── SOURCE DATA ──

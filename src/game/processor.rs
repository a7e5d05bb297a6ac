//! Command processing pipeline
//!
//! One processor exclusively owns one game. Commands go into a FIFO
//! queue and execute one at a time to completion; a command that opens
//! an interaction or a chain priority window leaves the game suspended,
//! and while suspended only the awaited kinds of command are accepted.
//! Anything else is a validation failure: the queue is cleared, a
//! `CommandRejected` event goes out, and every viewer gets a full resync
//! snapshot so nobody acts on a stale view.
//!
//! Every successfully executed command is appended to an immutable
//! history. The same starting game (config, seed, decks) plus that
//! history replays to an identical final state; [`CommandProcessor::initialize`]
//! does exactly that and refuses to continue if the replay diverges.
//!
//! Fatal errors mean the engine itself is corrupt. The processor halts
//! the instance, captures a debug dump of the full state plus the
//! offending command, and sends a one-shot error notice to all viewers.

use std::collections::VecDeque;
use std::path::PathBuf;

use serde_json::Value;

use crate::core::{EntityId, GameEvent, PlayerId};
use crate::game::command::{Command, CommandAction};
use crate::game::snapshot::{DebugDump, SnapshotService, SnapshotUpdate};
use crate::game::state::{Game, SuspendReason};
use crate::game::state_hash::{compute_state_hash, format_hash};
use crate::{EngineError, Result};

#[derive(Debug)]
pub struct CommandProcessor {
    game: Game,
    queue: VecDeque<Command>,
    history: Vec<Command>,
    snapshots: SnapshotService,
    /// Where fatal-error dumps land; in-memory only when unset
    dump_dir: Option<PathBuf>,
    last_dump: Option<DebugDump>,
}

impl CommandProcessor {
    /// Wrap a started game. The processor assumes exclusive ownership;
    /// nothing else may mutate the game from here on.
    pub fn new(game: Game) -> Self {
        let snapshots = SnapshotService::new(game.player_ids());
        CommandProcessor {
            game,
            queue: VecDeque::new(),
            history: Vec::new(),
            snapshots,
            dump_dir: None,
            last_dump: None,
        }
    }

    pub fn with_dump_dir(mut self, dir: PathBuf) -> Self {
        self.dump_dir = Some(dir);
        self
    }

    /// Rebuild a processor by replaying a command history against a
    /// freshly started game. The game must be constructed exactly as the
    /// original was before its first command; any command that fails to
    /// execute during replay means the two have diverged.
    pub fn initialize(game: Game, history: Vec<Command>) -> Result<CommandProcessor> {
        let mut processor = CommandProcessor::new(game);
        for command in history {
            let executed = processor.history.len();
            processor.submit(command.clone())?;
            if processor.history.len() != executed + 1 {
                return Err(EngineError::CorruptState(format!(
                    "replay diverged: {} from player {} did not execute",
                    command.action.kind(),
                    command.player
                )));
            }
        }
        Ok(processor)
    }

    pub fn game(&self) -> &Game {
        &self.game
    }

    pub fn history(&self) -> &[Command] {
        &self.history
    }

    pub fn snapshots(&self) -> &SnapshotService {
        &self.snapshots
    }

    pub fn last_dump(&self) -> Option<&DebugDump> {
        self.last_dump.as_ref()
    }

    pub fn queued(&self) -> usize {
        self.queue.len()
    }

    pub fn is_halted(&self) -> bool {
        self.game.halted
    }

    pub fn is_suspended(&self) -> bool {
        self.game.suspension.is_some()
    }

    /// First contact for the viewers, or a manual resync: capture the
    /// current state without executing anything.
    pub fn sync(&mut self) -> Result<Vec<SnapshotUpdate>> {
        self.snapshots.take_snapshot(&self.game)
    }

    /// Queue a command without executing it. [`CommandProcessor::pump`]
    /// drains the queue in submission order.
    pub fn enqueue(&mut self, command: Command) {
        self.queue.push_back(command);
    }

    /// Queue one command and drain. The common path: transports feed
    /// commands in one at a time.
    pub fn submit(&mut self, command: Command) -> Result<Vec<SnapshotUpdate>> {
        self.enqueue(command);
        self.pump()
    }

    /// Decode a wire command and submit it. Unknown command types are
    /// dropped without error.
    pub fn submit_wire(&mut self, value: &Value) -> Result<Vec<SnapshotUpdate>> {
        match Command::decode(value) {
            Ok(Some(command)) => self.submit(command),
            Ok(None) => {
                let kind = value
                    .get("type")
                    .and_then(Value::as_str)
                    .unwrap_or("<missing>");
                self.game
                    .logger
                    .verbose(&format!("ignoring unknown command type {:?}", kind));
                Ok(Vec::new())
            }
            Err(err) => {
                // A known type with a bad payload still earns the sender
                // a rejection and a resync, if we can tell who sent it.
                let player = value
                    .get("player")
                    .and_then(Value::as_u64)
                    .map(|p| EntityId::new(p as u32));
                match player {
                    Some(player) => self.reject(player, err),
                    None => {
                        self.game
                            .logger
                            .verbose(&format!("dropping unattributable command: {}", err));
                        Ok(Vec::new())
                    }
                }
            }
        }
    }

    /// Execute queued commands in order until the queue is empty or the
    /// instance halts. Returns every snapshot update produced.
    pub fn pump(&mut self) -> Result<Vec<SnapshotUpdate>> {
        let mut updates = Vec::new();
        while let Some(command) = self.queue.pop_front() {
            if self.game.halted {
                self.game.logger.minimal(&format!(
                    "instance halted; dropping {} from player {}",
                    command.action.kind(),
                    command.player
                ));
                self.queue.clear();
                break;
            }
            match self.execute(&command) {
                Ok(()) => {
                    self.history.push(command);
                    if self.game.logger.debug_trace_enabled() {
                        eprintln!(
                            "  [{}] {}",
                            self.history.len(),
                            format_hash(compute_state_hash(&self.game))
                        );
                    }
                    updates.extend(self.snapshots.take_snapshot(&self.game)?);
                }
                Err(err) if err.is_fatal() => {
                    updates.extend(self.halt(&command, &err)?);
                    break;
                }
                Err(err) => {
                    self.game.logger.normal(&format!(
                        "rejected {} from player {}: {}",
                        command.action.kind(),
                        command.player,
                        err
                    ));
                    updates.extend(self.reject(command.player, err)?);
                }
            }
        }
        Ok(updates)
    }

    /// Commit the open interaction with its fallback answer. The host's
    /// watchdog calls this on decision timeout; the synthesized commit
    /// goes through the normal pipeline so it lands in history and
    /// replays like any other command.
    pub fn timeout_open_interaction(&mut self) -> Result<Vec<SnapshotUpdate>> {
        let (player, answer) = match (
            self.game.interaction.player(),
            self.game.interaction.fallback(),
        ) {
            (Some(player), Some(answer)) => (player, answer),
            _ => return Err(EngineError::NoOpenInteraction),
        };
        self.submit(Command::new(
            player,
            CommandAction::InteractionCommit { answer },
        ))
    }

    /// Pass on behalf of the player holding chain priority. The watchdog
    /// path for an unresponsive player during a response window.
    pub fn timeout_chain_priority(&mut self) -> Result<Vec<SnapshotUpdate>> {
        let holder = self
            .game
            .chain
            .as_ref()
            .filter(|chain| chain.is_building())
            .map(|chain| chain.priority())
            .ok_or_else(|| {
                EngineError::InvalidCommand("no chain priority window is open".to_string())
            })?;
        self.submit(Command::new(holder, CommandAction::PassChain))
    }

    fn execute(&mut self, command: &Command) -> Result<()> {
        if self.game.is_over() {
            return Err(EngineError::Rule("the game is over".to_string()));
        }
        if let Some(suspension) = &self.game.suspension {
            let allowed = match suspension.reason {
                SuspendReason::AwaitingInteraction => matches!(
                    command.action,
                    CommandAction::InteractionSelect { .. }
                        | CommandAction::InteractionCommit { .. }
                        | CommandAction::Concede
                ),
                SuspendReason::ChainPriority => matches!(
                    command.action,
                    CommandAction::AddResponse { .. }
                        | CommandAction::PassChain
                        | CommandAction::DeclareAttackTarget { .. }
                        | CommandAction::Concede
                ),
            };
            if !allowed {
                let awaiting = match suspension.reason {
                    SuspendReason::AwaitingInteraction => "an interaction commit",
                    SuspendReason::ChainPriority => "a chain response or pass",
                };
                return Err(EngineError::InvalidCommand(format!(
                    "engine is awaiting {awaiting}; {} is not valid now",
                    command.action.kind()
                )));
            }
        }

        match &command.action {
            CommandAction::PlayCard {
                card,
                slot,
                targets,
            } => self
                .game
                .begin_play_card(command.player, *card, *slot, targets.clone()),
            CommandAction::AddResponse { card, targets } => {
                self.game.add_response(command.player, *card, targets.clone())
            }
            CommandAction::PassChain => self.game.pass_chain(command.player),
            CommandAction::DeclareAttacker { attacker } => {
                self.game.declare_attacker(command.player, *attacker)
            }
            CommandAction::DeclareAttackTarget { target } => {
                self.game.declare_attack_target(command.player, *target)
            }
            CommandAction::CancelAttack => self.game.cancel_attack(command.player),
            CommandAction::InteractionSelect { target } => {
                self.game.interaction_select(command.player, *target)
            }
            CommandAction::InteractionCommit { answer } => {
                self.game.commit_interaction(command.player, answer.clone())
            }
            CommandAction::EndTurn => self.game.end_turn(command.player),
            CommandAction::Concede => self.game.concede(command.player),
        }
    }

    /// Validation failure: clear the queue, acknowledge, resync everyone
    fn reject(&mut self, player: PlayerId, err: EngineError) -> Result<Vec<SnapshotUpdate>> {
        self.queue.clear();
        self.game.emit(GameEvent::CommandRejected {
            player,
            reason: err.to_string(),
        });
        self.snapshots.force_full();
        self.snapshots.take_snapshot(&self.game)
    }

    /// Fatal failure: the instance is done. Dump state for forensics and
    /// tell every viewer, without leaking internals to them.
    fn halt(&mut self, command: &Command, err: &EngineError) -> Result<Vec<SnapshotUpdate>> {
        self.game.logger.minimal(&format!(
            "fatal error executing {} from player {}: {}",
            command.action.kind(),
            command.player,
            err
        ));
        self.queue.clear();
        self.game.halted = true;

        let dump = DebugDump::capture(&self.game, Some(command), &err.to_string())?;
        if let Some(dir) = &self.dump_dir {
            let path = dir.join(format!("dump_{}.json", self.snapshots.last_id() + 1));
            if let Err(write_err) = dump.save_to_file(&path) {
                self.game
                    .logger
                    .minimal(&format!("failed to write debug dump: {}", write_err));
            }
        }
        self.last_dump = Some(dump);

        Ok(self.snapshots.emit_error("internal engine error"))
    }
}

───

▶ EXERCISE GOAL
Match on "resync": copy every line in the records that has it.

▶ WRITTEN ANSWER
//! `CommandRejected` event goes out, and every viewer gets a full resync
    /// First contact for the viewers, or a manual resync: capture the
                // a rejection and a resync, if we can tell who sent it.
    /// Validation failure: clear the queue, acknowledge, resync everyone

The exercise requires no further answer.